All of the data is to be repeated verbatim.

==== Data

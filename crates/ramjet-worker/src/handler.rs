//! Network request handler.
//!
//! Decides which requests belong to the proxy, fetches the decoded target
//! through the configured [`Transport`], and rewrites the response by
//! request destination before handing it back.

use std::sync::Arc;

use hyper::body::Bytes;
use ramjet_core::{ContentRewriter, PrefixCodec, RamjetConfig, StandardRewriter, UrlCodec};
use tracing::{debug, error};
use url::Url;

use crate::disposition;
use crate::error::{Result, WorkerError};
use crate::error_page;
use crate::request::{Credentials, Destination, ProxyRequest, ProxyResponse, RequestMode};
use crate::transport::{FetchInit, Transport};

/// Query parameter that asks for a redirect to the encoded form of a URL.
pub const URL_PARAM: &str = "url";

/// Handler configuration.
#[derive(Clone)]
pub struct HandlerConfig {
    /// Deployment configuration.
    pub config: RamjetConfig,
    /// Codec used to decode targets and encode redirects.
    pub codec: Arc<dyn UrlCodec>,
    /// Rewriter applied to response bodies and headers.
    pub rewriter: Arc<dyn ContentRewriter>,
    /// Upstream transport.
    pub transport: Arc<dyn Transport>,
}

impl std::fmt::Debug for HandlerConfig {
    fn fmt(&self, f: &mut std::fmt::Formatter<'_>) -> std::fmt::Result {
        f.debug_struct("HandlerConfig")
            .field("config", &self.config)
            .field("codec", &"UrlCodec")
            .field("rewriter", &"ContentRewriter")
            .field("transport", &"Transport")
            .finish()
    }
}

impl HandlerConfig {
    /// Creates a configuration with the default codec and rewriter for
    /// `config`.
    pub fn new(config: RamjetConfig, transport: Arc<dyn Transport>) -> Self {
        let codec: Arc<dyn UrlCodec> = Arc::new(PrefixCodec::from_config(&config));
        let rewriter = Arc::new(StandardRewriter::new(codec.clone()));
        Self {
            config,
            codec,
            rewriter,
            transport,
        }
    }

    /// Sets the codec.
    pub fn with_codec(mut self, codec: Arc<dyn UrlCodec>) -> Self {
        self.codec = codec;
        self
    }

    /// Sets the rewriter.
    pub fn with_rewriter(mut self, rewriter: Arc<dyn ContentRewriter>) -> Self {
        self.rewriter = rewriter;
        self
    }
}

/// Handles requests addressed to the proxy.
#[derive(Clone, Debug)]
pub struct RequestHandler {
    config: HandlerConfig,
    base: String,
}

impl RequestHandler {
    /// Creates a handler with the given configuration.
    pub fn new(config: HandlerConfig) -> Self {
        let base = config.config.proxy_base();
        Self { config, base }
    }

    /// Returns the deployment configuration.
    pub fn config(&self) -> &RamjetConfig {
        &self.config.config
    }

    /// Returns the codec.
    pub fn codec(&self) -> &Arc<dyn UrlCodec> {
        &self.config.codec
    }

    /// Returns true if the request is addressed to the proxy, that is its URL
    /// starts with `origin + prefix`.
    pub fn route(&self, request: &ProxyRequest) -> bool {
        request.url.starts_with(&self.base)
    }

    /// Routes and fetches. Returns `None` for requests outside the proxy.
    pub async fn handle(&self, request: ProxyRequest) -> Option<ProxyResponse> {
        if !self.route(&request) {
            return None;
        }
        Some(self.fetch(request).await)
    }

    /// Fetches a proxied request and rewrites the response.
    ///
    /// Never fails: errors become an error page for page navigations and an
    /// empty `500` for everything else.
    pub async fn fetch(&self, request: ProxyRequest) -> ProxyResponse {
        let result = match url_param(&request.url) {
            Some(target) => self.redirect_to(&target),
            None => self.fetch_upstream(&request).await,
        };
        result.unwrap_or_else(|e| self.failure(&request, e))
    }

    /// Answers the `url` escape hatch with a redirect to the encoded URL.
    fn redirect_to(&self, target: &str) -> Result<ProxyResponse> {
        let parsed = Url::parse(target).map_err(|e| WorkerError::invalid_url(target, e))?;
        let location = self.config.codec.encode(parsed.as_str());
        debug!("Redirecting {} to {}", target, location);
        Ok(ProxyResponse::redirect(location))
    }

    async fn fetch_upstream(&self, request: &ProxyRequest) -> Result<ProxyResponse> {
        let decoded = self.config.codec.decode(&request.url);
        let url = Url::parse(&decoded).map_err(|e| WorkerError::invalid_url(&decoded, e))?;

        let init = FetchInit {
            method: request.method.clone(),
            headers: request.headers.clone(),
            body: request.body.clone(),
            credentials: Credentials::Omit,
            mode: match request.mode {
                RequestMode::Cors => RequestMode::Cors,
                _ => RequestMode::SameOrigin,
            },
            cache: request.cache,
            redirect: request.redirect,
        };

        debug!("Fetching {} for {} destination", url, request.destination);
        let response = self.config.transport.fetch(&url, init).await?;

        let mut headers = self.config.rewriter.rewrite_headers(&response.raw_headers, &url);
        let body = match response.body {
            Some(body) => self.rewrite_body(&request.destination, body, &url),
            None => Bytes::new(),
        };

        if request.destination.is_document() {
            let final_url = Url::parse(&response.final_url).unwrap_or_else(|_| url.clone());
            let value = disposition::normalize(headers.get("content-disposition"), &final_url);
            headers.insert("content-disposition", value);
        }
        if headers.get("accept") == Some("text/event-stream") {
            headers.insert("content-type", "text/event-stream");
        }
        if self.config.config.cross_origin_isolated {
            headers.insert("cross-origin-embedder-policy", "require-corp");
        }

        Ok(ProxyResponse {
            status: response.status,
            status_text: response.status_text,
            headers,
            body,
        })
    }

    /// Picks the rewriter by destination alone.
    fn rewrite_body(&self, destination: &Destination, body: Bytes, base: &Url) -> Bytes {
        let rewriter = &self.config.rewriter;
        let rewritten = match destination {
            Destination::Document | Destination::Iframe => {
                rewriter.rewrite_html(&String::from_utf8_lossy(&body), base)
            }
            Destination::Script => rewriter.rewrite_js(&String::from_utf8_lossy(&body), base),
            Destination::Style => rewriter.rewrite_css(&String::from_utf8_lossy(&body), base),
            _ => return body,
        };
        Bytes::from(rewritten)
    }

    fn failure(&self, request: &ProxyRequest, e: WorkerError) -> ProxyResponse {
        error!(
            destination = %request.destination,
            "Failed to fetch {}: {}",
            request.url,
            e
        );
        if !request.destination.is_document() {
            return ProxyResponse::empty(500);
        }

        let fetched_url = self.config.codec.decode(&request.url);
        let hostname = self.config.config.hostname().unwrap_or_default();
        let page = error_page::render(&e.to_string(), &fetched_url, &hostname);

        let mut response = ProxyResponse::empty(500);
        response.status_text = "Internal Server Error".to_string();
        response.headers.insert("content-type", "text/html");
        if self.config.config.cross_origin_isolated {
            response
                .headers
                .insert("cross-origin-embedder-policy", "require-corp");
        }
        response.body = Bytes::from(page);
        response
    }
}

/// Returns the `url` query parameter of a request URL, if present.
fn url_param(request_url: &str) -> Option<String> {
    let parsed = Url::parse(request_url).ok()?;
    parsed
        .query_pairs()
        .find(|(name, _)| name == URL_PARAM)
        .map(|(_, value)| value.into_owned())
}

========

## Written solution
filename crates/ramjet-worker/src/handler.rs
//! Network request handler.
//!
//! Decides which requests belong to the proxy, fetches the decoded target
//! through the configured [`Transport`], and rewrites the response by
//! request destination before handing it back.

use std::sync::Arc;

use hyper::body::Bytes;
use ramjet_core::{ContentRewriter, PrefixCodec, RamjetConfig, StandardRewriter, UrlCodec};
use tracing::{debug, error};
use url::Url;

use crate::disposition;
use crate::error::{Result, WorkerError};
use crate::error_page;
use crate::request::{Credentials, Destination, ProxyRequest, ProxyResponse, RequestMode};
use crate::transport::{FetchInit, Transport};

/// Query parameter that asks for a redirect to the encoded form of a URL.
pub const URL_PARAM: &str = "url";

/// Handler configuration.
#[derive(Clone)]
pub struct HandlerConfig {
    /// Deployment configuration.
    pub config: RamjetConfig,
    /// Codec used to decode targets and encode redirects.
    pub codec: Arc<dyn UrlCodec>,
    /// Rewriter applied to response bodies and headers.
    pub rewriter: Arc<dyn ContentRewriter>,
    /// Upstream transport.
    pub transport: Arc<dyn Transport>,
}

impl std::fmt::Debug for HandlerConfig {
    fn fmt(&self, f: &mut std::fmt::Formatter<'_>) -> std::fmt::Result {
        f.debug_struct("HandlerConfig")
            .field("config", &self.config)
            .field("codec", &"UrlCodec")
            .field("rewriter", &"ContentRewriter")
            .field("transport", &"Transport")
            .finish()
    }
}

impl HandlerConfig {
    /// Creates a configuration with the default codec and rewriter for
    /// `config`.
    pub fn new(config: RamjetConfig, transport: Arc<dyn Transport>) -> Self {
        let codec: Arc<dyn UrlCodec> = Arc::new(PrefixCodec::from_config(&config));
        let rewriter = Arc::new(StandardRewriter::new(codec.clone()));
        Self {
            config,
            codec,
            rewriter,
            transport,
        }
    }

    /// Sets the codec.
    pub fn with_codec(mut self, codec: Arc<dyn UrlCodec>) -> Self {
        self.codec = codec;
        self
    }

    /// Sets the rewriter.
    pub fn with_rewriter(mut self, rewriter: Arc<dyn ContentRewriter>) -> Self {
        self.rewriter = rewriter;
        self
    }
}

/// Handles requests addressed to the proxy.
#[derive(Clone, Debug)]
pub struct RequestHandler {
    config: HandlerConfig,
    base: String,
}

impl RequestHandler {
    /// Creates a handler with the given configuration.
    pub fn new(config: HandlerConfig) -> Self {
        let base = config.config.proxy_base();
        Self { config, base }
    }

    /// Returns the deployment configuration.
    pub fn config(&self) -> &RamjetConfig {
        &self.config.config
    }

    /// Returns the codec.
    pub fn codec(&self) -> &Arc<dyn UrlCodec> {
        &self.config.codec
    }

    /// Returns true if the request is addressed to the proxy, that is its URL
    /// starts with `origin + prefix`.
    pub fn route(&self, request: &ProxyRequest) -> bool {
        request.url.starts_with(&self.base)
    }

    /// Routes and fetches. Returns `None` for requests outside the proxy.
    pub async fn handle(&self, request: ProxyRequest) -> Option<ProxyResponse> {
        if !self.route(&request) {
            return None;
        }
        Some(self.fetch(request).await)
    }

    /// Fetches a proxied request and rewrites the response.
    ///
    /// Never fails: errors become an error page for page navigations and an
    /// empty `500` for everything else.
    pub async fn fetch(&self, request: ProxyRequest) -> ProxyResponse {
        let result = match url_param(&request.url) {
            Some(target) => self.redirect_to(&target),
            None => self.fetch_upstream(&request).await,
        };
        result.unwrap_or_else(|e| self.failure(&request, e))
    }

    /// Answers the `url` escape hatch with a redirect to the encoded URL.
    fn redirect_to(&self, target: &str) -> Result<ProxyResponse> {
        let parsed = Url::parse(target).map_err(|e| WorkerError::invalid_url(target, e))?;
        let location = self.config.codec.encode(parsed.as_str());
        debug!("Redirecting {} to {}", target, location);
        Ok(ProxyResponse::redirect(location))
    }

    async fn fetch_upstream(&self, request: &ProxyRequest) -> Result<ProxyResponse> {
        let decoded = self.config.codec.decode(&request.url);
        let url = Url::parse(&decoded).map_err(|e| WorkerError::invalid_url(&decoded, e))?;

        let init = FetchInit {
            method: request.method.clone(),
            headers: request.headers.clone(),
            body: request.body.clone(),
            credentials: Credentials::Omit,
            mode: match request.mode {
                RequestMode::Cors => RequestMode::Cors,
                _ => RequestMode::SameOrigin,
            },
            cache: request.cache,
            redirect: request.redirect,
        };

        debug!("Fetching {} for {} destination", url, request.destination);
        let response = self.config.transport.fetch(&url, init).await?;

        let mut headers = self.config.rewriter.rewrite_headers(&response.raw_headers, &url);
        let body = match response.body {
            Some(body) => self.rewrite_body(&request.destination, body, &url),
            None => Bytes::new(),
        };

        if request.destination.is_document() {
            let final_url = Url::parse(&response.final_url).unwrap_or_else(|_| url.clone());
            let value = disposition::normalize(headers.get("content-disposition"), &final_url);
            headers.insert("content-disposition", value);
        }
        if headers.get("accept") == Some("text/event-stream") {
            headers.insert("content-type", "text/event-stream");
        }
        if self.config.config.cross_origin_isolated {
            headers.insert("cross-origin-embedder-policy", "require-corp");
        }

        Ok(ProxyResponse {
            status: response.status,
            status_text: response.status_text,
            headers,
            body,
        })
    }

    /// Picks the rewriter by destination alone.
    fn rewrite_body(&self, destination: &Destination, body: Bytes, base: &Url) -> Bytes {
        let rewriter = &self.config.rewriter;
        let rewritten = match destination {
            Destination::Document | Destination::Iframe => {
                rewriter.rewrite_html(&String::from_utf8_lossy(&body), base)
            }
            Destination::Script => rewriter.rewrite_js(&String::from_utf8_lossy(&body), base),
            Destination::Style => rewriter.rewrite_css(&String::from_utf8_lossy(&body), base),
            _ => return body,
        };
        Bytes::from(rewritten)
    }

    fn failure(&self, request: &ProxyRequest, e: WorkerError) -> ProxyResponse {
        error!(
            destination = %request.destination,
            "Failed to fetch {}: {}",
            request.url,
            e
        );
        if !request.destination.is_document() {
            return ProxyResponse::empty(500);
        }

        let fetched_url = self.config.codec.decode(&request.url);
        let hostname = self.config.config.hostname().unwrap_or_default();
        let page = error_page::render(&e.to_string(), &fetched_url, &hostname);

        let mut response = ProxyResponse::empty(500);
        response.status_text = "Internal Server Error".to_string();
        response.headers.insert("content-type", "text/html");
        if self.config.config.cross_origin_isolated {
            response
                .headers
                .insert("cross-origin-embedder-policy", "require-corp");
        }
        response.body = Bytes::from(page);
        response
    }
}

/// Returns the `url` query parameter of a request URL, if present.
fn url_param(request_url: &str) -> Option<String> {
    let parsed = Url::parse(request_url).ok()?;
    parsed
        .query_pairs()
        .find(|(name, _)| name == URL_PARAM)
        .map(|(_, value)| value.into_owned())
}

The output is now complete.